Estimation of the in-sample error
We start with introducing the training error rate, which is closely related to the mean squared error in linear models
Training error
The training error is given by \(\bar {\text{err}} = \frac{1}{n}\sum_{i=1}^n(Y_i-\hat m (x_i))^2,\)
where the \((Y, x)\) form the training dataset which is also used for training the models.
- The training error is an overly optimistic estimate of the test error
- The training error never increase when the model becomes more complex — cannot be used directly as a model selection criterion
Model parameters are often estimated by minimising the training error (cfr. mean squared error). Hence the fitted model adapts to the training data, and hence the training error will be an overly optimistic estimate of the test error
Other estimators of the in-sample error are:
- The Akaike information criterion (AIC)
- Bayesian information criterion (BIC)
- Mallow’s Cp
Expected Prediction Errors and Cross-Validation
The test or generalization error was defined condition on the training data. By averaging over the distribution of training datasets, the expected test error arises.
Expected Test Error
\(\text{E}_T\text{Err}_T = \text{E}_T\big\{\text{E}_{Y^\star,X^\star}\big\{ (\hat m(X^\star)-Y^\star)^2|T\big\}\}\) \(= \text{E}_{Y^\star,X^\star,T}\big\{ (\hat m(X^\star)-Y^\star)^2\}\)

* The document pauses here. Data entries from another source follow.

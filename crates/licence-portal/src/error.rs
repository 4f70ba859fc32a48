use crate::config::ConfigError;
use crate::telemetry::TelemetryError;
use crate::wizard::ServiceError;
use axum::http::StatusCode;
use axum::response::{IntoResponse, Response};
use axum::Json;
use serde_json::json;
use std::fmt;

#[derive(Debug)]
pub enum AppError {
    Config(ConfigError),
    Telemetry(TelemetryError),
    Io(std::io::Error),
    Server(axum::Error),
    Service(ServiceError),
}

impl fmt::Display for AppError {
    fn fmt(&self, f: &mut fmt::Formatter<'_>) -> fmt::Result {
        match self {
            AppError::Config(err) => write!(f, "configuration error: {}", err),
            AppError::Telemetry(err) => write!(f, "telemetry error: {}", err),
            AppError::Io(err) => write!(f, "io error: {}", err),
            AppError::Server(err) => write!(f, "server error: {}", err),
            AppError::Service(err) => write!(f, "application error: {}", err),
        }
    }
}

impl std::error::Error for AppError {
    fn source(&self) -> Option<&(dyn std::error::Error + 'static)> {
        match self {
            AppError::Config(err) => Some(err),
            AppError::Telemetry(err) => Some(err),
            AppError::Io(err) => Some(err),
            AppError::Server(err) => Some(err),
            AppError::Service(err) => Some(err),
        }
    }
}

impl IntoResponse for AppError {
    fn into_response(self) -> Response {
        let status = match self {
            AppError::Service(_) => StatusCode::BAD_REQUEST,
            AppError::Config(_)
            | AppError::Telemetry(_)
            | AppError::Io(_)
            | AppError::Server(_) => StatusCode::INTERNAL_SERVER_ERROR,
        };

        let body = Json(json!({ "error": self.to_string() }));
        (status, body).into_response()
    }
}

impl From<ConfigError> for AppError {
    fn from(value: ConfigError) -> Self {
        Self::Config(value)
    }
}

impl From<TelemetryError> for AppError {
    fn from(value: TelemetryError) -> Self {
        Self::Telemetry(value)
    }
}

impl From<std::io::Error> for AppError {
    fn from(value: std::io::Error) -> Self {
        Self::Io(value)
    }
}

impl From<axum::Error> for AppError {
    fn from(value: axum::Error) -> Self {
        Self::Server(value)
    }
}

impl From<ServiceError> for AppError {
    fn from(value: ServiceError) -> Self {
        Self::Service(value)
    }
}
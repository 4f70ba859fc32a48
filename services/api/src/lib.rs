mod cli;
mod demo;
mod infra;
mod routes;
mod server;

use licence_portal::error::AppError;

pub async fn run() -> Result<(), AppError> {
    cli::run().await
}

The expected test error may not be of direct interest when the goal is to assess the prediction performance of a single prediction model. The expected test error averages the test errors of all models that can be build from all training datasets, and hence this may be less relevant when the interest is in evaluating one particular model that resulted from a single observed training dataset.
Also, note that building a prediction model involves both parameter estimation and feature selection. Hence the expected test error also evaluates the feature selection procedure (on average). If the expected test error is small, it is an indication that the model building process gives good predictions for future observations \((Y^\star; X^\star)\) on average.
Estimation of the expected test error
Cross-validation
Randomly divide the training dataset into \(k\) approximately equal subsets. Train your model on \(k-1\) of them and compute the prediction error on the \(k\)th subset. Do this in such a way that all \(k\) subsets have been used for training and for computing the prediction error. Average the prediction errors from all \(k\) subset. This is the cross-validation error.
The process of cross-validation is clearly mimicking an expected test error and not the test error. Clearly, cross-validation is estimating the expected test error and not the test error in which we are interested in.
Conclusion
Validating prediction models based on prediction errors can get complicated very quickly due to the different types of prediction errors that exist. A data scientist that uses any of these errors during model validation should be conscious of it. Ideally, the model validation error of interest is the test error. Proxies like the in-sample and generalized test error are often used in practice — when used their shortcomings should be clearly stated and the reason for using them should be also outlined. If there is enough data, you could, in fact, partition your data into training, validation( for hyper-parameter tuning) and perhaps multiple testing sets. This way good estimates of the test error are possible, leading to proper model validation.